In un’intervista ad Haaretz del 2004, Dov Weissglass, “eminenza grigia” di Ariel Sharon, descriveva il ritiro di Israele dalla Striscia come una strategia volta a bloccare il processo di pace. È d’accordo?

Non proprio, perché reputo Gaza un territorio ancora occupato. Detto meglio: ci sono due metodi di mantenere il controllo su un territorio. Il primo è l’occupazione diretta, il secondo l’occupazione indiretta. Al momento su Gaza vige la seconda.
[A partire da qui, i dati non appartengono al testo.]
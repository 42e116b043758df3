use std::path::PathBuf;

use chrono::{Local, NaiveDate, Utc};
use clap::{Args, Parser, Subcommand, ValueEnum};
use settlement_comparator::api::{AppState, create_router};
use settlement_comparator::calculation::compare_scenarios_audited;
use settlement_comparator::config::ConfigLoader;
use settlement_comparator::error::EngineResult;
use settlement_comparator::export::render_summary;
use settlement_comparator::form::SettlementForm;
use settlement_comparator::models::{AuditTrace, ComparisonReport};
use settlement_comparator::telemetry;
use tracing::info;

const DEFAULT_CONFIG_DIR: &str = "./config/default";

#[derive(Parser, Debug)]
#[command(
    name = "settlement-comparator",
    about = "Compare resignation against indirect termination settlements",
    version
)]
struct Cli {
    #[command(subcommand)]
    command: Option<Command>,
}

#[derive(Subcommand, Debug)]
enum Command {
    /// Start the HTTP service (default command)
    Serve(ServeArgs),
    /// Run a single comparison and print it
    Compare(CompareArgs),
}

#[derive(Args, Debug, Default)]
struct ServeArgs {
    /// Override the configured host for the HTTP server
    #[arg(long)]
    host: Option<String>,
    /// Override the configured port for the HTTP server
    #[arg(long)]
    port: Option<u16>,
    /// Configuration directory
    #[arg(long)]
    config: Option<PathBuf>,
}

#[derive(Args, Debug)]
struct CompareArgs {
    /// Gross monthly salary (e.g. 3000 or 3.000,00)
    #[arg(long)]
    salary: String,
    /// Severance fund balance
    #[arg(long)]
    fund: String,
    /// Hire date (YYYY-MM-DD)
    #[arg(long)]
    hire_date: String,
    /// Exit date (YYYY-MM-DD, defaults to today)
    #[arg(long)]
    exit_date: Option<String>,
    /// Reason tag: harassment, wage_delay, fund_non_payment or voluntary_exit
    #[arg(long)]
    reason: String,
    /// Output format
    #[arg(long, value_enum, default_value_t = OutputFormat::Text)]
    format: OutputFormat,
    /// Configuration directory
    #[arg(long)]
    config: Option<PathBuf>,
}

#[derive(Debug, Clone, Copy, PartialEq, Eq, ValueEnum)]
enum OutputFormat {
    Text,
    Json,
}

#[tokio::main]
async fn main() {
    if let Err(err) = run_cli().await {
        eprintln!("application error: {err}");
        std::process::exit(1);
    }
}

async fn run_cli() -> EngineResult<()> {
    let cli = Cli::parse();
    let command = cli
        .command
        .unwrap_or_else(|| Command::Serve(ServeArgs::default()));

    match command {
        Command::Serve(args) => run_server(args).await,
        Command::Compare(args) => run_compare(args),
    }
}

async fn run_server(mut args: ServeArgs) -> EngineResult<()> {
    telemetry::init(telemetry::DEFAULT_LOG_LEVEL)?;

    let config_dir = args
        .config
        .take()
        .unwrap_or_else(|| PathBuf::from(DEFAULT_CONFIG_DIR));
    let mut loader = ConfigLoader::load(&config_dir)?;

    let server = loader.config_mut().server_mut();
    if let Some(host) = args.host.take() {
        server.host = host;
    }
    if let Some(port) = args.port.take() {
        server.port = port;
    }

    let addr = loader.config().server().address();
    info!(
        name = %loader.metadata().name,
        version = %loader.metadata().version,
        config = %config_dir.display(),
        %addr,
        "settlement comparator ready"
    );

    let app = create_router(AppState::new(loader));
    let listener = tokio::net::TcpListener::bind(&addr).await?;
    axum::serve(listener, app).await?;
    Ok(())
}

fn run_compare(args: CompareArgs) -> EngineResult<()> {
    let output = render_compare(args, Local::now().date_naive())?;
    println!("{output}");
    Ok(())
}

/// Runs one comparison and renders it in the requested format.
///
/// A blank exit date falls back to `today`.
fn render_compare(args: CompareArgs, today: NaiveDate) -> EngineResult<String> {
    let form = SettlementForm {
        gross_monthly_salary: args.salary,
        severance_fund_balance: args.fund,
        hire_date: args.hire_date,
        exit_date: args.exit_date.unwrap_or_default(),
        reason: args.reason,
    };
    let input = form.submit(today)?;

    let start_time = std::time::Instant::now();
    let audited = compare_scenarios_audited(&input);
    let duration_us = start_time.elapsed().as_micros() as u64;

    match args.format {
        OutputFormat::Text => {
            let config_dir = args
                .config
                .unwrap_or_else(|| PathBuf::from(DEFAULT_CONFIG_DIR));
            let loader = ConfigLoader::load(config_dir)?;
            Ok(format!(
                "{}\n\n{}",
                loader.metadata().name,
                render_summary(&input, &audited.result)
            ))
        }
        OutputFormat::Json => {
            let report = ComparisonReport {
                calculation_id: uuid::Uuid::new_v4(),
                timestamp: Utc::now(),
                engine_version: env!("CARGO_PKG_VERSION").to_string(),
                input,
                result: audited.result,
                audit_trace: AuditTrace {
                    steps: audited.audit_steps,
                    duration_us,
                },
            };
            Ok(serde_json::to_string_pretty(&report)?)
        }
    }
}
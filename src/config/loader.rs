//! Configuration loading functionality.
//!
//! This module provides the [`ConfigLoader`] type for loading comparator
//! configuration from YAML files.

use std::fs;
use std::path::Path;

use crate::error::{EngineError, EngineResult};

use super::types::{ComparatorConfig, ComparatorFile, ExportConfig};

/// The smallest column width documents can be wrapped to.
const MIN_LINE_WIDTH: usize = 20;

/// Loads and provides access to comparator configuration.
///
/// # Directory Structure
///
/// The configuration directory should have the following structure:
/// ```text
/// config/default/
/// ├── comparator.yaml  # Metadata and server settings
/// └── export.yaml      # Document layout, disclaimer, share link
/// ```
///
/// # Example
///
/// ```no_run
/// use settlement_comparator::config::ConfigLoader;
///
/// let loader = ConfigLoader::load("./config/default").unwrap();
/// println!("Loaded: {}", loader.metadata().name);
/// println!("Disclaimer: {}", loader.export().disclaimer);
/// ```
#[derive(Debug, Clone)]
pub struct ConfigLoader {
    config: ComparatorConfig,
}

impl ConfigLoader {
    /// Loads configuration from the specified directory.
    ///
    /// # Returns
    ///
    /// Returns a `ConfigLoader` instance on success, or an error if:
    /// - Any required file is missing (`ConfigNotFound`)
    /// - Any file contains invalid YAML or out-of-range values (`ConfigParseError`)
    ///
    /// # Example
    ///
    /// ```no_run
    /// use settlement_comparator::config::ConfigLoader;
    ///
    /// let loader = ConfigLoader::load("./config/default")?;
    /// # Ok::<(), settlement_comparator::error::EngineError>(())
    /// ```
    pub fn load<P: AsRef<Path>>(path: P) -> EngineResult<Self> {
        let path = path.as_ref();

        let comparator_path = path.join("comparator.yaml");
        let comparator = Self::load_yaml::<ComparatorFile>(&comparator_path)?;

        let export_path = path.join("export.yaml");
        let export = Self::load_yaml::<ExportConfig>(&export_path)?;
        Self::check_export(&export, &export_path)?;

        let config = ComparatorConfig::new(comparator.comparator, comparator.server, export);

        Ok(Self { config })
    }

    /// Wraps an already-built configuration.
    pub fn from_config(config: ComparatorConfig) -> Self {
        Self { config }
    }

    /// Loads and parses a YAML file.
    fn load_yaml<T: serde::de::DeserializeOwned>(path: &Path) -> EngineResult<T> {
        let path_str = path.display().to_string();

        let content = fs::read_to_string(path).map_err(|_| EngineError::ConfigNotFound {
            path: path_str.clone(),
        })?;

        serde_yaml::from_str(&content).map_err(|e| EngineError::ConfigParseError {
            path: path_str,
            message: e.to_string(),
        })
    }

    fn check_export(export: &ExportConfig, path: &Path) -> EngineResult<()> {
        let invalid = |message: String| EngineError::ConfigParseError {
            path: path.display().to_string(),
            message,
        };

        if export.document.lines_per_page == 0 {
            return Err(invalid("document.lines_per_page must be positive".to_string()));
        }
        if export.document.line_width < MIN_LINE_WIDTH {
            return Err(invalid(format!(
                "document.line_width must be at least {}",
                MIN_LINE_WIDTH
            )));
        }
        if export.share.phone_number.is_empty()
            || !export.share.phone_number.chars().all(|c| c.is_ascii_digit())
        {
            return Err(invalid("share.phone_number must contain only digits".to_string()));
        }

        Ok(())
    }

    /// Returns the underlying configuration.
    pub fn config(&self) -> &ComparatorConfig {
        &self.config
    }

    /// Returns a mutable reference to the underlying configuration.
    pub fn config_mut(&mut self) -> &mut ComparatorConfig {
        &mut self.config
    }

    /// Returns the deployment metadata.
    pub fn metadata(&self) -> &super::ComparatorMetadata {
        self.config.metadata()
    }

    /// Returns the export settings.
    pub fn export(&self) -> &ExportConfig {
        self.config.export()
    }
}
C’è il blocco dei confini, dello spazio navale, dell’entrata delle merci, la dipendenza finanziaria e via così, l’elenco potrebbe continuare.

Ogni anno i sondaggi mostrano come gli israeliani si stanno spostando sempre più verso destra. La politica del primo ministro è un riflesso di questi sviluppi?
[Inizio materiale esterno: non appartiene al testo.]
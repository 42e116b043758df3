//! Vacation accrual calculation.
//!
//! This module computes the vacation entitlement owed at exit, including the
//! one-third constitutional bonus.

use rust_decimal::Decimal;

use crate::models::AuditStep;

use super::tenure::{MONTHS_PER_YEAR, Tenure};

/// Divisor of the constitutional vacation bonus (one third).
pub const VACATION_BONUS_DIVISOR: u32 = 3;

/// The result of calculating vacation accrual.
#[derive(Debug, Clone)]
pub struct VacationAccrualResult {
    /// Vacation owed before the one-third bonus.
    pub base_amount: Decimal,
    /// The one-third bonus on top of `base_amount`.
    pub bonus: Decimal,
    /// `base_amount + bonus`.
    pub amount: Decimal,
    /// The audit step recording this calculation.
    pub audit_step: AuditStep,
}

/// Calculates vacation accrual from tenure.
///
/// With at least one full year of tenure, one complete vacation period (a
/// full salary) is owed plus a proportional fraction for the leftover months.
/// Otherwise only the proportional fraction is owed. The subtotal is then
/// increased by one third.
///
/// # Examples
///
/// ```
/// use settlement_comparator::calculation::{calculate_vacation_accrual, Tenure};
/// use rust_decimal::Decimal;
///
/// let tenure = Tenure { elapsed_days: 1461, full_years: 4, remaining_months: 0 };
/// let result = calculate_vacation_accrual(Decimal::new(3000, 0), &tenure, 5);
/// assert_eq!(result.amount, Decimal::new(4000, 0));
/// ```
pub fn calculate_vacation_accrual(
    gross_monthly_salary: Decimal,
    tenure: &Tenure,
    step_number: u32,
) -> VacationAccrualResult {
    let proportional = gross_monthly_salary * Decimal::from(tenure.remaining_months)
        / Decimal::from(MONTHS_PER_YEAR);
    let has_full_period = tenure.full_years >= 1;

    let base_amount = if has_full_period {
        gross_monthly_salary + proportional
    } else {
        proportional
    };
    let bonus = base_amount / Decimal::from(VACATION_BONUS_DIVISOR);
    let amount = base_amount + bonus;

    let reasoning = if has_full_period {
        format!(
            "(R${} full period + R${} for {} months) + 1/3 = R${}",
            gross_monthly_salary.normalize(),
            proportional.normalize(),
            tenure.remaining_months,
            amount.normalize()
        )
    } else {
        format!(
            "R${} for {} months (no full period) + 1/3 = R${}",
            proportional.normalize(),
            tenure.remaining_months,
            amount.normalize()
        )
    };

    let audit_step = AuditStep {
        step_number,
        rule_id: "vacation_accrual".to_string(),
        rule_name: "Vacation Accrual + 1/3".to_string(),
        legal_ref: "CF art. 7º XVII; CLT arts. 146-147".to_string(),
        input: serde_json::json!({
            "gross_monthly_salary": gross_monthly_salary.normalize().to_string(),
            "full_years": tenure.full_years,
            "remaining_months": tenure.remaining_months
        }),
        output: serde_json::json!({
            "full_period_owed": has_full_period,
            "base_amount": base_amount.normalize().to_string(),
            "bonus": bonus.normalize().to_string(),
            "amount": amount.normalize().to_string()
        }),
        reasoning,
    };

    VacationAccrualResult {
        base_amount,
        bonus,
        amount,
        audit_step,
    }
}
Non c’è dubbio. Sono circa quindici anni che il paese si sposta a destra. Un processo cominciato durante la seconda intifada (2000-2005). Basta pensare che se prima Israele perseguiva una politica, benché forzata, di integrazione tra palestinesi e israeliani, dopo l’intifada ha optato per una completa separazione tra i due popoli. Il risultato? Oggi ci sono israeliani che non hanno mai conosciuto o parlato con palestinesi e viceversa.

C’è il rischio di una nuova intifada?

Nel senso classico del termine forse no, ma quella in atto nella Striscia di Gaza è a suo modo un’intifada. Nulla di più, nulla di meno.

L’accordo di governo tra Fatah e Hamas reggerà dopo il conflitto?

Non posso darti una risposta precisa. L’unica cosa che posso dire al momento è che Hamas esce rafforzata dalla guerra in atto grazie all’immagine di movimento resistente, mentre Fatah appare sempre più come un partito succube della volontà di Israele.

“Margine protettivo” sarà l’ultima operazione militare?

No, perché alla fine del conflitto nulla sarà risolto e tutto sarà come prima. Non a caso le guerre con Hamas sono da anni cicliche: nel 2009 “Piombo fuso”, nel 2012 “Pilastro di difesa” e adesso “Margine protettivo”. Per la prossima bisognerà soltanto aspettare qualche anno.